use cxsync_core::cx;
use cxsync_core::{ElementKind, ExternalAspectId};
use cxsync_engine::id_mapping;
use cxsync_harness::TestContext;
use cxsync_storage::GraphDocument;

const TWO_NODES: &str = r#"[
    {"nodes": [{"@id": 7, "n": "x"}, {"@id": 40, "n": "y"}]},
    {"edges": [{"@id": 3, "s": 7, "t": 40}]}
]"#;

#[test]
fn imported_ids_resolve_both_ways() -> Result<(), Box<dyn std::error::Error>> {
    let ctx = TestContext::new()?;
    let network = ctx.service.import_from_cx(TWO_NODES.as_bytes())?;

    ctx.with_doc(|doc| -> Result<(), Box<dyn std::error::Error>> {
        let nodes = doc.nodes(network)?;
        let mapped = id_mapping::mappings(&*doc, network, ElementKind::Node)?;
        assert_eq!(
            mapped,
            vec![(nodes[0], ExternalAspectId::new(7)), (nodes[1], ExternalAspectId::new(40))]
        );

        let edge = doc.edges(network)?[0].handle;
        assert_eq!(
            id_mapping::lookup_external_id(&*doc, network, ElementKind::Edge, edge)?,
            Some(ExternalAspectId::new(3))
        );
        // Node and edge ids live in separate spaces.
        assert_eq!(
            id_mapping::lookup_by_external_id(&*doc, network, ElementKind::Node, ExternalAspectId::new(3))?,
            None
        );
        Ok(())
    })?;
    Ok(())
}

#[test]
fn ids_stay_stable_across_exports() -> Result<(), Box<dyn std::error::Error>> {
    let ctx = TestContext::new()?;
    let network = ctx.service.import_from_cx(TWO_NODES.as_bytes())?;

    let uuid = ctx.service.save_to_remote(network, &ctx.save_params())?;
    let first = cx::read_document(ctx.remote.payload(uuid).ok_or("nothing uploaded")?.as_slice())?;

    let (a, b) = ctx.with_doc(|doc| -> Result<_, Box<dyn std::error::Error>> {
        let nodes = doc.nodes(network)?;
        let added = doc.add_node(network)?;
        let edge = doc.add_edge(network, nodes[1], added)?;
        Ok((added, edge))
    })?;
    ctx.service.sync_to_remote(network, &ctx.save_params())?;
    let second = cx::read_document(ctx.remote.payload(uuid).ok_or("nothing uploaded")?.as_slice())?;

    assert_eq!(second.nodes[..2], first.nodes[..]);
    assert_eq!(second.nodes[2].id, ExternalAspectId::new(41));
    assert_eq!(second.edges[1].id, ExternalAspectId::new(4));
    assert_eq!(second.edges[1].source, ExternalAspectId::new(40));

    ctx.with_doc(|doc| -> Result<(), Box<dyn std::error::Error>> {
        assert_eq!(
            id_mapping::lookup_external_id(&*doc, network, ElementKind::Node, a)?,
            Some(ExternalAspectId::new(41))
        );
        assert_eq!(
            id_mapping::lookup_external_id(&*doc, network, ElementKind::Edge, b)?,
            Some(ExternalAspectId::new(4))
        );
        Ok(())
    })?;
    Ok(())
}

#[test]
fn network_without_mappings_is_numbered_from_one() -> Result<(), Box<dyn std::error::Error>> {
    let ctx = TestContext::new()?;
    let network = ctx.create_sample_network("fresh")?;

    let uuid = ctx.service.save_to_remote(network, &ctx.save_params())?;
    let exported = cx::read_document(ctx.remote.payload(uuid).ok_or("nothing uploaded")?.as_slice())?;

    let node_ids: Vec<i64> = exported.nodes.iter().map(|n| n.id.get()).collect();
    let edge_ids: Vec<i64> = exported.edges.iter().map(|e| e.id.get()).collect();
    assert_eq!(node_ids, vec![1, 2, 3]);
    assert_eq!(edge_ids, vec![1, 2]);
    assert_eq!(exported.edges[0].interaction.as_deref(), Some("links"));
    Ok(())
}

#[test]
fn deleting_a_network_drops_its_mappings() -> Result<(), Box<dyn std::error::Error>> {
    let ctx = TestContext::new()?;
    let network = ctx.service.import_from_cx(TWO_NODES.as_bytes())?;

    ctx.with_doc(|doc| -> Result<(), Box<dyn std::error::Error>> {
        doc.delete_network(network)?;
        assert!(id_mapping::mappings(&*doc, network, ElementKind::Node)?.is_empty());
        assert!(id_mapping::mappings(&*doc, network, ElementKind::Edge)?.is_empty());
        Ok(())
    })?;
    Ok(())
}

---

Activity. The expected answer is an exact copy of the lines above, beginning at the line with "assert_eq!(node_ids, vec![1, 2, 3]);" and ending at the line with "doc.delete_network(network)?;", with both ends in.

Output.
    assert_eq!(node_ids, vec![1, 2, 3]);
    assert_eq!(edge_ids, vec![1, 2]);
    assert_eq!(exported.edges[0].interaction.as_deref(), Some("links"));
    Ok(())
}

#[test]
fn deleting_a_network_drops_its_mappings() -> Result<(), Box<dyn std::error::Error>> {
    let ctx = TestContext::new()?;
    let network = ctx.service.import_from_cx(TWO_NODES.as_bytes())?;

    ctx.with_doc(|doc| -> Result<(), Box<dyn std::error::Error>> {
        doc.delete_network(network)?;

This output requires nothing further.